Hallie Bateman

 
 
 
 
 
 

Smell Hole

Reviews of the black box by FBI and other officials confirmed that Anita had made no effort to prevent her jet plane from taking a nose dive straight into the smell hole. Long, elaborate sniffs could be heard among the buzzing and the screams of her concerned airplane technology. Why didn’t she do anything to stop it, was one question posed by the main FBI guy. The consensus was that she liked the smell and wanted more of it. Nod. Nod.

Anita climbed from the wreckage of her airplane. Thank god all the babies and balloons she had been transporting had been so generously bubble-wrapped that they couldn’t smell a thing. The smell was HERS and HERS alone. Even still, she wished she had a bigger nose. She hated that exhales were necessary to inhale again.

At the bottom of the smell hole there was another hole, which seemed to lead to a network of caves and caverns. This smell hole was just the first one. More of a pungeant entrance, really. An arm pit. It was big and crumbly.
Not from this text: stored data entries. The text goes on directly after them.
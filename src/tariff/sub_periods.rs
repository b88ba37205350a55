use std::iter::FusedIterator;

use chrono::{NaiveDateTime, TimeDelta};

use crate::{
    interval::Interval,
    tariff::{
        TariffPeriod,
        TariffSchedule,
        schedule::{Segment, minute_of_day},
    },
};

/// Part of a tariff period that falls into the requested interval.
#[derive(Copy, Clone, Debug)]
pub struct SubPeriod<'a> {
    pub interval: Interval,
    pub period: &'a TariffPeriod,
}

impl SubPeriod<'_> {
    #[must_use]
    pub fn duration(&self) -> TimeDelta {
        self.interval.duration()
    }
}

/// Lazy walk over the tariff periods covering an interval.
///
/// Cloning the iterator restarts the walk from the clone point.
#[must_use]
#[derive(Clone)]
pub struct SubPeriods<'a> {
    schedule: &'a TariffSchedule,
    cursor: NaiveDateTime,
    end: NaiveDateTime,
}

impl<'a> SubPeriods<'a> {
    pub(super) const fn new(schedule: &'a TariffSchedule, interval: Interval) -> Self {
        Self { schedule, cursor: interval.start, end: interval.end }
    }

    /// Wall-clock end of the segment on the cursor's calendar day.
    fn segment_end(&self, segment: &Segment) -> NaiveDateTime {
        let midnight = self.cursor.date().and_time(chrono::NaiveTime::MIN);
        midnight + TimeDelta::minutes(i64::from(segment.end))
    }
}

impl<'a> Iterator for SubPeriods<'a> {
    type Item = SubPeriod<'a>;

    fn next(&mut self) -> Option<Self::Item> {
        if self.cursor >= self.end {
            return None;
        }
        let segment = self.schedule.segment_at(minute_of_day(self.cursor));
        let end = self.segment_end(segment).min(self.end);
        let sub_period = SubPeriod {
            interval: Interval::new(self.cursor, end),
            period: &self.schedule.periods()[segment.period_index],
        };
        self.cursor = end;
        Some(sub_period)
    }
}

impl FusedIterator for SubPeriods<'_> {}
use std::fmt::{Debug, Formatter};

use chrono::{NaiveDateTime, TimeDelta};
use serde::{Deserialize, Serialize};

use crate::quantity::time::Hours;

/// Half-open wall-clock time interval.
#[must_use]
#[derive(Copy, Clone, Eq, PartialEq, Hash, Serialize, Deserialize)]
pub struct Interval {
    /// Inclusive.
    pub start: NaiveDateTime,

    /// Exclusive.
    pub end: NaiveDateTime,
}

impl Debug for Interval {
    fn fmt(&self, f: &mut Formatter<'_>) -> std::fmt::Result {
        write!(f, "{:?}..{:?}", self.start, self.end)
    }
}

impl Interval {
    pub const fn new(start: NaiveDateTime, end: NaiveDateTime) -> Self {
        Self { start, end }
    }

    pub fn starting_at(start: NaiveDateTime, duration: TimeDelta) -> Self {
        Self { start, end: start + duration }
    }

    pub const fn with_start(mut self, start: NaiveDateTime) -> Self {
        self.start = start;
        self
    }

    pub const fn with_end(mut self, end: NaiveDateTime) -> Self {
        self.end = end;
        self
    }

    #[must_use]
    pub fn duration(self) -> TimeDelta {
        self.end - self.start
    }

    pub fn hours(self) -> Hours {
        Hours::from(self.duration())
    }

    #[must_use]
    pub fn is_empty(self) -> bool {
        self.end <= self.start
    }

    #[must_use]
    pub fn contains(self, other: NaiveDateTime) -> bool {
        (self.start <= other) && (other < self.end)
    }

    /// Overlap of the two intervals, if any.
    #[must_use]
    pub fn intersection(self, other: Self) -> Option<Self> {
        let intersection =
            Self { start: self.start.max(other.start), end: self.end.min(other.end) };
        (!intersection.is_empty()).then_some(intersection)
    }
}

#[cfg(test)]
mod tests {
    use chrono::NaiveDate;

    use super::*;

    fn at(hour: u32, minute: u32) -> NaiveDateTime {
        NaiveDate::from_ymd_opt(2025, 6, 1).unwrap().and_hms_opt(hour, minute, 0).unwrap()
    }

    #[test]
    fn test_contains() {
        let interval = Interval::new(at(6, 0), at(12, 0));
        assert!(interval.contains(at(6, 0)));
        assert!(interval.contains(at(11, 59)));
        assert!(!interval.contains(at(12, 0)));
    }

    #[test]
    fn test_intersection() {
        let lhs = Interval::new(at(6, 0), at(12, 0));
        assert_eq!(
            lhs.intersection(Interval::new(at(11, 0), at(13, 0))),
            Some(Interval::new(at(11, 0), at(12, 0))),
        );
        assert_eq!(lhs.intersection(Interval::new(at(12, 0), at(13, 0))), None);
    }

    #[test]
    fn test_hours() {
        assert_eq!(Interval::new(at(6, 0), at(6, 15)).hours(), Hours::from(0.25));
    }
}
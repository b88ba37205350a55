//! Time-of-use tariff schedules and rate lookups.

mod period;
mod schedule;
mod sub_periods;

pub use self::{
    period::{MINUTES_PER_DAY, TariffPeriod},
    schedule::{InvalidScheduleError, TariffSchedule},
    sub_periods::{SubPeriod, SubPeriods},
};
Anita almost died. Because she was in a plane crash, but also because it smelled so good. She wasn’t sure what to do next. Should she lick the wall of the cave? Was this the proper way? She licked the wall. A bit of it crumbled into her teeth and then her teeth crumbled into her mouth and she swallowed them together. It tasted not how it smelled. She didn’t have any teeth. Thank god she still had her nose.

She reached up and felt her face just to double check that it hadn’t fallen off or gotten sucked in. Should I dance? She wondered. She threw her arms up in the air and began to rotate in small ways. Like a sexy dance? She wondered. Would the smell like that?

It didn’t really matter. The smell couldn’t see her, anyways.

 
 

     Graduation

 


Graduation was supposed to be cause for celebration, but at Greenborough it was a solemn day because of the accident that killed almost all of its seniors. They were having a senior trip, you see, up in the mountains. "The Senior Ski," it's called. It never ends up being fatal for an entire graduating class, but this time was an exception.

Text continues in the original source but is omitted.